### ACTION ITEM
Please repeat the lines below, exactly and only, from the one that holds "-> Result<&mut CandyMachineRecord>" through the one that holds "items and minted".

····················

//! Merchant and candy machine records.
//!
//! These are display mirrors of on-chain state. The chain stays authoritative;
//! the records exist so the marketplace can list deals without hitting RPC.

use chrono::{DateTime, Utc};
use serde::{Deserialize, Serialize};

use crate::error::{CoreError, Result};
use crate::WalletAddress;

/// A merchant and every candy machine they have launched.
#[derive(Debug, Clone, PartialEq, Serialize, Deserialize)]
#[serde(rename_all = "camelCase")]
pub struct Merchant {
    /// The merchant's wallet address. Unique across the store.
    pub merchant_address: WalletAddress,

    /// Candy machines owned by this merchant, in the order they were saved.
    #[serde(default)]
    pub candy_machines: Vec<CandyMachineRecord>,

    /// When the merchant was first seen.
    pub created_at: DateTime<Utc>,

    /// When any part of the record last changed.
    pub updated_at: DateTime<Utc>,
}

impl Merchant {
    /// Create a merchant with no candy machines.
    #[must_use]
    pub fn new(merchant_address: WalletAddress) -> Self {
        let now = Utc::now();
        Self {
            merchant_address,
            candy_machines: Vec::new(),
            created_at: now,
            updated_at: now,
        }
    }

    /// Find a candy machine by address.
    #[must_use]
    pub fn find_candy_machine(&self, address: &WalletAddress) -> Option<&CandyMachineRecord> {
        self.candy_machines.iter().find(|cm| cm.address == *address)
    }

    fn find_candy_machine_mut(
        &mut self,
        address: &WalletAddress,
    ) -> Result<&mut CandyMachineRecord> {
        self.candy_machines
            .iter_mut()
            .find(|cm| cm.address == *address)
            .ok_or(CoreError::CandyMachineNotFound { address: *address })
    }

    /// Add a candy machine, or refresh the existing entry with the same address.
    ///
    /// Returns `true` when a new entry was appended. Counters, items and minted
    /// records of an existing entry are never overwritten.
    pub fn upsert_candy_machine(&mut self, record: CandyMachineRecord) -> bool {
        let now = Utc::now();
        self.updated_at = now;

        if let Ok(existing) = self.find_candy_machine_mut(&record.address) {
            existing.refresh_from(record, now);
            return false;
        }

        self.candy_machines.push(record);
        true
    }

    /// Append config-line items to a candy machine.
    ///
    /// # Errors
    ///
    /// Returns `CoreError::CandyMachineNotFound` if the merchant does not own it.
    pub fn append_items(
        &mut self,
        candy_machine: &WalletAddress,
        items: impl IntoIterator<Item = CandyItem>,
    ) -> Result<()> {
        let now = Utc::now();
        let record = self.find_candy_machine_mut(candy_machine)?;
        record.items.extend(items);
        record.updated_at = Some(now);
        self.updated_at = now;
        Ok(())
    }

    /// Record a successful mint: bump `items_redeemed` by one and keep the receipt.
    ///
    /// # Errors
    ///
    /// Returns `CoreError::CandyMachineNotFound` if the merchant does not own it.
    pub fn record_mint(&mut self, candy_machine: &WalletAddress, minted: MintedRecord) -> Result<()> {
        let record = self.find_candy_machine_mut(candy_machine)?;
        record.items_redeemed += 1;
        record.updated_at = Some(minted.minted_at);
        record.minted_records.push(minted);
        self.updated_at = Utc::now();
        Ok(())
    }
}

/// A candy machine launched by a merchant.
#[derive(Debug, Clone, PartialEq, Serialize, Deserialize)]
#[serde(rename_all = "camelCase")]
pub struct CandyMachineRecord {
    /// On-chain address of the candy machine.
    pub address: WalletAddress,

    /// Total number of items the candy machine can mint.
    pub items_available: u64,

    /// Number of items minted so far.
    #[serde(default)]
    pub items_redeemed: u64,

    /// When the candy machine was created.
    #[serde(default = "Utc::now")]
    pub created_at: DateTime<Utc>,

    /// Display name of the deal.
    #[serde(default, skip_serializing_if = "Option::is_none")]
    pub name: Option<String>,

    /// Collection symbol.
    #[serde(default, skip_serializing_if = "Option::is_none")]
    pub symbol: Option<String>,

    /// Deal description.
    #[serde(default, skip_serializing_if = "Option::is_none")]
    pub description: Option<String>,

    /// Config lines loaded into the candy machine.
    #[serde(default)]
    pub items: Vec<CandyItem>,

    /// Receipts for every mint recorded through the backend.
    #[serde(default)]
    pub minted_records: Vec<MintedRecord>,

    /// Sol payment guard price in lamports.
    #[serde(default, skip_serializing_if = "Option::is_none")]
    pub price_lamports: Option<u64>,

    /// Sol payment guard price in SOL.
    #[serde(default, skip_serializing_if = "Option::is_none")]
    pub price_sol: Option<f64>,

    /// Start date guard (unix seconds).
    #[serde(default, skip_serializing_if = "Option::is_none")]
    pub guard_start_date: Option<i64>,

    /// End date guard (unix seconds).
    #[serde(default, skip_serializing_if = "Option::is_none")]
    pub guard_end_date: Option<i64>,

    /// Sol payment destination.
    #[serde(default, skip_serializing_if = "Option::is_none")]
    pub guard_destination: Option<WalletAddress>,

    /// When the record was last changed.
    #[serde(default, skip_serializing_if = "Option::is_none")]
    pub updated_at: Option<DateTime<Utc>>,
}

impl CandyMachineRecord {
    /// Create a record for a freshly created candy machine.
    #[must_use]
    pub fn new(address: WalletAddress, items_available: u64) -> Self {
        Self {
            address,
            items_available,
            items_redeemed: 0,
            created_at: Utc::now(),
            name: None,
            symbol: None,
            description: None,
            items: Vec::new(),
            minted_records: Vec::new(),
            price_lamports: None,
            price_sol: None,
            guard_start_date: None,
            guard_end_date: None,
            guard_destination: None,
            updated_at: None,
        }
    }

    /// Items still available to mint.
    #[must_use]
    pub fn remaining(&self) -> u64 {
        self.items_available.saturating_sub(self.items_redeemed)
    }

    /// Whether every item has been minted.
    #[must_use]
    pub fn is_sold_out(&self) -> bool {
        self.remaining() == 0
    }

    /// Copy descriptive fields from a re-saved record.
    fn refresh_from(&mut self, other: Self, now: DateTime<Utc>) {
        self.items_available = other.items_available;
        if other.name.is_some() {
            self.name = other.name;
        }
        if other.symbol.is_some() {
            self.symbol = other.symbol;
        }
        if other.description.is_some() {
            self.description = other.description;
        }
        if other.price_lamports.is_some() {
            self.price_lamports = other.price_lamports;
            self.price_sol = other.price_sol;
        }
        if other.guard_start_date.is_some() {
            self.guard_start_date = other.guard_start_date;
        }
        if other.guard_end_date.is_some() {
            self.guard_end_date = other.guard_end_date;
        }
        if other.guard_destination.is_some() {
            self.guard_destination = other.guard_destination;
        }
        self.updated_at = Some(now);
    }
}

/// A config line: the per-item name suffix and metadata URI.
#[derive(Debug, Clone, PartialEq, Eq, Serialize, Deserialize)]
pub struct CandyItem {
    /// Item name (appended to the candy machine's name prefix).
    pub name: String,
    /// Off-chain metadata URI.
    pub uri: String,
}

impl CandyItem {
    /// Create a config line.
    #[must_use]
    pub fn new(name: impl Into<String>, uri: impl Into<String>) -> Self {
        Self {
            name: name.into(),
            uri: uri.into(),
        }
    }
}

/// Receipt for one NFT minted from a candy machine.
#[derive(Debug, Clone, PartialEq, Eq, Serialize, Deserialize)]
#[serde(rename_all = "camelCase")]
pub struct MintedRecord {
    /// Mint address of the new NFT.
    pub mint: WalletAddress,
    /// Wallet that paid for and received the mint.
    pub authority: WalletAddress,
    /// Metadata URI, when it could be read back after minting.
    #[serde(default)]
    pub uri: Option<String>,
    /// When the mint was recorded.
    pub minted_at: DateTime<Utc>,
}

impl MintedRecord {
    /// Create a receipt stamped with the current time.
    #[must_use]
    pub fn new(mint: WalletAddress, authority: WalletAddress, uri: Option<String>) -> Self {
        Self {
            mint,
            authority,
            uri,
            minted_at: Utc::now(),
        }
    }
}

#[cfg(test)]
mod tests {
    use super::*;

    fn address(byte: u8) -> WalletAddress {
        WalletAddress::from_bytes([byte; 32])
    }

    #[test]
    fn upsert_appends_new_candy_machine() {
        let mut merchant = Merchant::new(address(1));
        assert!(merchant.upsert_candy_machine(CandyMachineRecord::new(address(2), 10)));
        assert!(merchant.upsert_candy_machine(CandyMachineRecord::new(address(3), 5)));
        assert_eq!(merchant.candy_machines.len(), 2);
    }

    #[test]
    fn upsert_same_address_does_not_duplicate() {
        let mut merchant = Merchant::new(address(1));
        merchant.upsert_candy_machine(CandyMachineRecord::new(address(2), 10));
        merchant
            .record_mint(&address(2), MintedRecord::new(address(9), address(8), None))
            .unwrap();

        let mut again = CandyMachineRecord::new(address(2), 10);
        again.name = Some("Coffee deal".into());
        assert!(!merchant.upsert_candy_machine(again));

        assert_eq!(merchant.candy_machines.len(), 1);
        let cm = &merchant.candy_machines[0];
        assert_eq!(cm.name.as_deref(), Some("Coffee deal"));
        assert_eq!(cm.items_redeemed, 1);
        assert_eq!(cm.minted_records.len(), 1);
    }

    #[test]
    fn append_items_requires_known_candy_machine() {
        let mut merchant = Merchant::new(address(1));
        let err = merchant
            .append_items(&address(2), vec![CandyItem::new("#1", "https://x/1")])
            .unwrap_err();
        assert_eq!(err, CoreError::CandyMachineNotFound { address: address(2) });
    }

    #[test]
    fn append_items_extends_in_order() {
        let mut merchant = Merchant::new(address(1));
        merchant.upsert_candy_machine(CandyMachineRecord::new(address(2), 3));
        merchant
            .append_items(&address(2), vec![CandyItem::new("1", "u1")])
            .unwrap();
        merchant
            .append_items(
                &address(2),
                vec![CandyItem::new("2", "u2"), CandyItem::new("3", "u3")],
            )
            .unwrap();

        let names: Vec<_> = merchant.candy_machines[0]
            .items
            .iter()
            .map(|i| i.name.as_str())
            .collect();
        assert_eq!(names, ["1", "2", "3"]);
    }

    #[test]
    fn record_mint_increments_once() {
        let mut merchant = Merchant::new(address(1));
        merchant.upsert_candy_machine(CandyMachineRecord::new(address(2), 3));

        merchant
            .record_mint(&address(2), MintedRecord::new(address(10), address(20), None))
            .unwrap();
        merchant
            .record_mint(
                &address(2),
                MintedRecord::new(address(11), address(20), Some("https://x/2".into())),
            )
            .unwrap();

        let cm = merchant.find_candy_machine(&address(2)).unwrap();
        assert_eq!(cm.items_redeemed, 2);
        assert_eq!(cm.minted_records.len(), 2);
        assert_eq!(cm.remaining(), 1);
    }

    #[test]
    fn remaining_never_underflows() {
        let mut cm = CandyMachineRecord::new(address(2), 1);
        cm.items_redeemed = 4;
        assert_eq!(cm.remaining(), 0);
        assert!(cm.is_sold_out());
    }

    #[test]
    fn json_uses_camel_case() {
        let mut merchant = Merchant::new(address(1));
        merchant.upsert_candy_machine(CandyMachineRecord::new(address(2), 3));
        let json = serde_json::to_value(&merchant).unwrap();

        assert!(json.get("merchantAddress").is_some());
        let cm = &json["candyMachines"][0];
        assert_eq!(cm["itemsAvailable"], 3);
        assert_eq!(cm["itemsRedeemed"], 0);
        assert!(cm.get("name").is_none());
    }

    #[test]
    fn candy_machine_defaults_when_deserializing() {
        let json = serde_json::json!({
            "address": address(2).to_string(),
            "itemsAvailable": 7,
            "name": "Pizza"
        });
        let cm: CandyMachineRecord = serde_json::from_value(json).unwrap();
        assert_eq!(cm.items_redeemed, 0);
        assert!(cm.items.is_empty());
        assert_eq!(cm.name.as_deref(), Some("Pizza"));
    }
}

····················

### RESPONSE BELOW
    ) -> Result<&mut CandyMachineRecord> {
        self.candy_machines
            .iter_mut()
            .find(|cm| cm.address == *address)
            .ok_or(CoreError::CandyMachineNotFound { address: *address })
    }

    /// Add a candy machine, or refresh the existing entry with the same address.
    ///
    /// Returns `true` when a new entry was appended. Counters, items and minted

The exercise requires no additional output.